Task input START

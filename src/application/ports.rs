//! Ports (interfaces) for the application layer.
//!
//! In hexagonal architecture, ports define the interfaces that the application
//! layer needs. Infrastructure adapters implement these ports; the record
//! stores and the signature verifier stand in for external collaborators.

use crate::domain::commitment::CommitmentHash;
use crate::domain::influence::{InfluenceSource, SourceId};
use crate::domain::model::{Comment, ContentItem, ItemId, VoteCommitment};
use chrono::{DateTime, Utc};
use std::fmt::Debug;
use std::hash::Hash;
use std::time::Instant;
use thiserror::Error;

/// Candidate entry for eviction consideration.
///
/// Values are cloned to avoid lifetime issues with concurrent maps.
pub struct EvictionCandidate<K, V> {
    /// The key of the entry
    pub key: K,
    /// The value of the entry (cloned)
    pub value: V,
    /// Last access time for LRU-based strategies
    pub last_access: Instant,
}

/// Port for eviction policy decisions.
///
/// Lets the storage layer delegate the choice of which entry to drop when it
/// is full.
pub trait EvictionPolicy<K, V>: Send + Sync + Debug
where
    K: Clone,
    V: Clone,
{
    /// Select a victim from the given candidates, or `None` to keep them all.
    fn select_victim(&self, candidates: &[EvictionCandidate<K, V>]) -> Option<K>;

    /// Whether `candidate` may be dropped at all. Refused entries are never
    /// offered to `select_victim`.
    fn is_evictable(&self, _candidate: &EvictionCandidate<K, V>) -> bool {
        true
    }

    /// Check if an insertion into a map of `current_entries` must evict first.
    fn should_evict(&self, current_entries: usize) -> bool;
}

/// Port for obtaining the current UTC time.
///
/// Infrastructure provides `SystemClock`; tests use `MockClock`.
pub trait Clock: Send + Sync + Debug {
    /// Get the current time.
    fn now(&self) -> DateTime<Utc>;
}

/// Port for concurrent key-value storage of in-process state.
pub trait Storage<K, V>: Send + Sync + Debug
where
    K: Hash + Eq + Clone + Send + Sync,
    V: Send + Sync,
{
    /// Access an entry with mutable access, creating it if necessary.
    ///
    /// The accessor runs while the entry is locked, so a read-then-write
    /// inside it is atomic with respect to other calls for the same key.
    fn with_entry_mut<F, R>(&self, key: K, factory: impl FnOnce() -> V, accessor: F) -> R
    where
        F: FnOnce(&mut V) -> R;

    /// Get the number of entries in the storage.
    fn len(&self) -> usize;

    /// Check if the storage is empty.
    fn is_empty(&self) -> bool;

    /// Clear all entries from the storage.
    fn clear(&self);

    /// Iterate over all entries.
    fn for_each<F>(&self, f: F)
    where
        F: FnMut(&K, &V);

    /// Remove entries for which the predicate returns false.
    fn retain<F>(&self, f: F)
    where
        F: FnMut(&K, &mut V) -> bool;
}

/// Failure reported by a record store.
#[derive(Debug, Clone, PartialEq, Eq, Error)]
pub enum StoreError {
    /// A record with this id already exists
    #[error("record {0} already exists")]
    AlreadyExists(String),
    /// The backend could not serve the request
    #[error("store unavailable: {0}")]
    Unavailable(String),
}

/// A record together with its optimistic-concurrency version.
#[derive(Debug, Clone, PartialEq)]
pub struct Versioned<T> {
    /// The record
    pub value: T,
    /// Incremented on every successful write
    pub version: u64,
}

/// Durable store of content items with atomic per-record updates.
pub trait ContentStore: Send + Sync + Debug {
    /// Insert a new item at version 0.
    fn insert(&self, item: ContentItem) -> Result<(), StoreError>;

    /// Read an item and its version.
    fn get(&self, id: &ItemId) -> Result<Option<Versioned<ContentItem>>, StoreError>;

    /// Replace the item if its stored version still equals `expected_version`.
    ///
    /// Returns `Ok(false)` on a version conflict or if the item vanished.
    fn compare_and_swap(&self, item: ContentItem, expected_version: u64)
        -> Result<bool, StoreError>;

    /// Ids of all stored items.
    fn ids(&self) -> Result<Vec<ItemId>, StoreError>;

    /// Copy of every stored item.
    fn snapshot(&self) -> Result<Vec<ContentItem>, StoreError>;
}

/// Durable store of vote commitments.
pub trait CommitmentStore: Send + Sync + Debug {
    /// Store the commitment unless its hash is already present.
    ///
    /// Returns `Ok(true)` if stored, `Ok(false)` if it was a duplicate. The
    /// check and the insert are one atomic step.
    fn insert_if_absent(&self, commitment: VoteCommitment) -> Result<bool, StoreError>;

    /// Whether a commitment hash is already stored.
    fn contains(&self, hash: &CommitmentHash) -> Result<bool, StoreError>;

    /// Number of commitments stored for a subject.
    fn count_for(&self, subject_id: &str) -> Result<u64, StoreError>;
}

/// Durable store of comments.
pub trait CommentStore: Send + Sync + Debug {
    /// Append a comment.
    fn add(&self, comment: Comment) -> Result<(), StoreError>;

    /// Number of distinct pseudonyms that commented on an item.
    fn distinct_contributors(&self, item_id: &ItemId) -> Result<u64, StoreError>;
}

/// Durable store of influence sources.
pub trait InfluenceStore: Send + Sync + Debug {
    /// Insert a new source at version 0.
    fn insert(&self, source: InfluenceSource) -> Result<(), StoreError>;

    /// Read a source and its version.
    fn get(&self, id: &SourceId) -> Result<Option<Versioned<InfluenceSource>>, StoreError>;

    /// Replace the source if its stored version still equals `expected_version`.
    fn compare_and_swap(
        &self,
        source: InfluenceSource,
        expected_version: u64,
    ) -> Result<bool, StoreError>;

    /// All sources that are active and have a linked location.
    fn active_linked(&self) -> Result<Vec<InfluenceSource>, StoreError>;
}

/// Signature-validity oracle.
///
/// Implementations must perform real cryptographic verification of
/// `signature` over `message` for `claimed_identity`; a format check alone
/// does not satisfy this contract.
pub trait SignatureVerifier: Send + Sync + Debug {
    /// Whether `signature` is a valid signature of `message` by `claimed_identity`.
    fn verify(&self, message: &str, signature: &str, claimed_identity: &str) -> bool;
}
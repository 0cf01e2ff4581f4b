//! LRU (Least Recently Used) eviction adapter.
//!
//! Implements the `EvictionPolicy` port so the rate-limit storage can cap
//! the number of tracked sources without changing any allow/reject outcome.

use crate::application::ports::{Clock, EvictionCandidate, EvictionPolicy};
use crate::domain::gate::RateLimitEntry;
use std::sync::Arc;

/// LRU eviction policy with entry count limit.
///
/// Evicts the least recently accessed entry when the limit is reached, but
/// only among entries whose own window has elapsed. When every tracked key
/// is still cooling nothing is evicted and the map grows past the limit
/// until retention cleanup catches up.
#[derive(Debug, Clone)]
pub struct LruEviction {
    max_entries: usize,
    clock: Arc<dyn Clock>,
}

impl LruEviction {
    /// Create a new LRU eviction policy with the given entry limit.
    pub fn new(max_entries: usize, clock: Arc<dyn Clock>) -> Self {
        Self { max_entries, clock }
    }

    /// Configured entry limit.
    pub fn max_entries(&self) -> usize {
        self.max_entries
    }
}

impl<K> EvictionPolicy<K, RateLimitEntry> for LruEviction
where
    K: Clone,
{
    fn select_victim(&self, candidates: &[EvictionCandidate<K, RateLimitEntry>]) -> Option<K> {
        let now = self.clock.now();
        candidates
            .iter()
            .filter(|candidate| !candidate.value.holds_window(now))
            .min_by_key(|candidate| candidate.last_access)
            .map(|candidate| candidate.key.clone())
    }

    fn is_evictable(&self, candidate: &EvictionCandidate<K, RateLimitEntry>) -> bool {
        !candidate.value.holds_window(self.clock.now())
    }

    fn should_evict(&self, current_entries: usize) -> bool {
        current_entries >= self.max_entries
    }
}
//! Input validation errors shared by the domain types.

use thiserror::Error;

/// Error returned when a caller hands the core an invalid input.
///
/// Invalid input is always rejected synchronously, before any state is touched.
#[derive(Debug, Clone, PartialEq, Error)]
pub enum ValidationError {
    /// Half-life must be strictly positive and finite
    #[error("half-life must be a positive number of days, got {0}")]
    NonPositiveHalfLife(f64),
    /// Latitude outside [-90, 90] or not finite
    #[error("latitude {0} is outside [-90, 90]")]
    LatitudeOutOfRange(f64),
    /// Longitude outside [-180, 180] or not finite
    #[error("longitude {0} is outside [-180, 180]")]
    LongitudeOutOfRange(f64),
    /// Influence radius must be strictly positive and finite
    #[error("radius must be a positive number of meters, got {0}")]
    NonPositiveRadius(f64),
    /// A required string field was empty (after trimming)
    #[error("{0} must not be empty")]
    EmptyField(&'static str),
    /// A commitment input contained the reserved field separator
    #[error("{0} contains the reserved separator character")]
    ReservedSeparator(&'static str),
    /// Unknown impact tag name
    #[error("unknown impact tag {0:?}, expected positive, negative or severe")]
    UnknownImpactTag(String),
}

Task input END

■ Your instructions ■
Go through the material above and copy each line that has the word "cloned".

■ Written reply ■
/// Values are cloned to avoid lifetime issues with concurrent maps.
    /// The value of the entry (cloned)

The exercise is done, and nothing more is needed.